** Data section follows **

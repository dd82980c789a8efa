use std::io::BufRead;
use std::process::{Command, Stdio};
use std::sync::mpsc::{self, Receiver, Sender};
use std::time::{Duration, Instant};

use anyhow::{Context, Result};

use super::types::{ContainerCommand, ContainerResult, OutputLine};

const POLL_INTERVAL: Duration = Duration::from_millis(200);

/// Spawn the runtime binary and return a channel that streams its output.
///
/// The caller receives [`OutputLine::Stdout`]/[`Stderr`] as they arrive,
/// followed by exactly one [`OutputLine::Done`] carrying the final result.
/// The child is killed once `cmd.timeout` elapses.
pub fn spawn(binary: &str, cmd: ContainerCommand) -> Result<Receiver<OutputLine>> {
    let mut child = Command::new(binary)
        .args(&cmd.args)
        .stdin(Stdio::null())
        .stdout(Stdio::piped())
        .stderr(Stdio::piped())
        .spawn()
        .with_context(|| format!("failed to spawn `{binary}`"))?;

    let stdout = child.stdout.take().context("child stdout was not piped")?;
    let stderr = child.stderr.take().context("child stderr was not piped")?;

    let (tx, rx) = mpsc::channel();

    std::thread::spawn(move || {
        orchestrate(child, stdout, stderr, tx, cmd.timeout);
    });

    Ok(rx)
}

/// Read one stream line by line into `buf`, forwarding each line.
///
/// Bytes that are not valid UTF-8 are replaced rather than ending the read,
/// so the pipe is always drained to EOF.
fn pump<R, F>(reader: R, tx: Sender<OutputLine>, wrap: F) -> std::thread::JoinHandle<String>
where
    R: std::io::Read + Send + 'static,
    F: Fn(String) -> OutputLine + Send + 'static,
{
    std::thread::spawn(move || {
        let mut reader = std::io::BufReader::new(reader);
        let mut buf = String::new();
        let mut raw = Vec::new();
        loop {
            raw.clear();
            match reader.read_until(b'\n', &mut raw) {
                Ok(0) => break,
                Ok(_) => {
                    if raw.last() == Some(&b'\n') {
                        raw.pop();
                    }
                    if raw.last() == Some(&b'\r') {
                        raw.pop();
                    }
                    let line = String::from_utf8_lossy(&raw).into_owned();
                    buf.push_str(&line);
                    buf.push('\n');
                    // Receiver may be dropped; ignore send errors.
                    let _ = tx.send(wrap(line));
                }
                Err(e) if e.kind() == std::io::ErrorKind::Interrupted => continue,
                Err(_) => {
                    let _ = std::io::copy(&mut reader, &mut std::io::sink());
                    break;
                }
            }
        }
        buf
    })
}

fn orchestrate(
    mut child: std::process::Child,
    stdout: std::process::ChildStdout,
    stderr: std::process::ChildStderr,
    tx: Sender<OutputLine>,
    timeout: Duration,
) {
    let stdout_handle = pump(stdout, tx.clone(), OutputLine::Stdout);
    let stderr_handle = pump(stderr, tx.clone(), OutputLine::Stderr);

    // --- poll loop ---------------------------------------------------------
    let start = Instant::now();
    let mut timed_out = false;

    let exit_status = loop {
        match child.try_wait() {
            Ok(Some(status)) => break Some(status),
            Ok(None) => {}
            Err(_) => break None,
        }

        if start.elapsed() > timeout {
            timed_out = true;
            let _ = child.kill();
            let _ = child.wait();
            break None;
        }

        std::thread::sleep(POLL_INTERVAL);
    };

    // --- finalize ----------------------------------------------------------
    let stdout = stdout_handle.join().unwrap_or_default();
    let stderr = stderr_handle.join().unwrap_or_default();

    let exit_code = exit_status.and_then(|s| s.code());

    let _ = tx.send(OutputLine::Done(ContainerResult {
        success: exit_code == Some(0),
        exit_code,
        stdout,
        stderr,
        timed_out,
    }));
}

** End of Data section **

Work to complete - Copy out the data exactly, keeping each line whole.

Exercise answer -
repository dd82980c789a8efa
use std::io::BufRead;
use std::process::{Command, Stdio};
use std::sync::mpsc::{self, Receiver, Sender};
use std::time::{Duration, Instant};

use anyhow::{Context, Result};

use super::types::{ContainerCommand, ContainerResult, OutputLine};

const POLL_INTERVAL: Duration = Duration::from_millis(200);

/// Spawn the runtime binary and return a channel that streams its output.
///
/// The caller receives [`OutputLine::Stdout`]/[`Stderr`] as they arrive,
/// followed by exactly one [`OutputLine::Done`] carrying the final result.
/// The child is killed once `cmd.timeout` elapses.
pub fn spawn(binary: &str, cmd: ContainerCommand) -> Result<Receiver<OutputLine>> {
    let mut child = Command::new(binary)
        .args(&cmd.args)
        .stdin(Stdio::null())
        .stdout(Stdio::piped())
        .stderr(Stdio::piped())
        .spawn()
        .with_context(|| format!("failed to spawn `{binary}`"))?;

    let stdout = child.stdout.take().context("child stdout was not piped")?;
    let stderr = child.stderr.take().context("child stderr was not piped")?;

    let (tx, rx) = mpsc::channel();

    std::thread::spawn(move || {
        orchestrate(child, stdout, stderr, tx, cmd.timeout);
    });

    Ok(rx)
}

/// Read one stream line by line into `buf`, forwarding each line.
///
/// Bytes that are not valid UTF-8 are replaced rather than ending the read,
/// so the pipe is always drained to EOF.
fn pump<R, F>(reader: R, tx: Sender<OutputLine>, wrap: F) -> std::thread::JoinHandle<String>
where
    R: std::io::Read + Send + 'static,
    F: Fn(String) -> OutputLine + Send + 'static,
{
    std::thread::spawn(move || {
        let mut reader = std::io::BufReader::new(reader);
        let mut buf = String::new();
        let mut raw = Vec::new();
        loop {
            raw.clear();
            match reader.read_until(b'\n', &mut raw) {
                Ok(0) => break,
                Ok(_) => {
                    if raw.last() == Some(&b'\n') {
                        raw.pop();
                    }
                    if raw.last() == Some(&b'\r') {
                        raw.pop();
                    }
                    let line = String::from_utf8_lossy(&raw).into_owned();
                    buf.push_str(&line);
                    buf.push('\n');
                    // Receiver may be dropped; ignore send errors.
                    let _ = tx.send(wrap(line));
                }
                Err(e) if e.kind() == std::io::ErrorKind::Interrupted => continue,
                Err(_) => {
                    let _ = std::io::copy(&mut reader, &mut std::io::sink());
                    break;
                }
            }
        }
        buf
    })
}

fn orchestrate(
    mut child: std::process::Child,
    stdout: std::process::ChildStdout,
    stderr: std::process::ChildStderr,
    tx: Sender<OutputLine>,
    timeout: Duration,
) {
    let stdout_handle = pump(stdout, tx.clone(), OutputLine::Stdout);
    let stderr_handle = pump(stderr, tx.clone(), OutputLine::Stderr);

    // --- poll loop ---------------------------------------------------------
    let start = Instant::now();
    let mut timed_out = false;

    let exit_status = loop {
        match child.try_wait() {
            Ok(Some(status)) => break Some(status),
            Ok(None) => {}
            Err(_) => break None,
        }

        if start.elapsed() > timeout {
            timed_out = true;
            let _ = child.kill();
            let _ = child.wait();
            break None;
        }

        std::thread::sleep(POLL_INTERVAL);
    };

    // --- finalize ----------------------------------------------------------
    let stdout = stdout_handle.join().unwrap_or_default();
    let stderr = stderr_handle.join().unwrap_or_default();

    let exit_code = exit_status.and_then(|s| s.code());

    let _ = tx.send(OutputLine::Done(ContainerResult {
        success: exit_code == Some(0),
        exit_code,
        stdout,
        stderr,
        timed_out,
    }));
}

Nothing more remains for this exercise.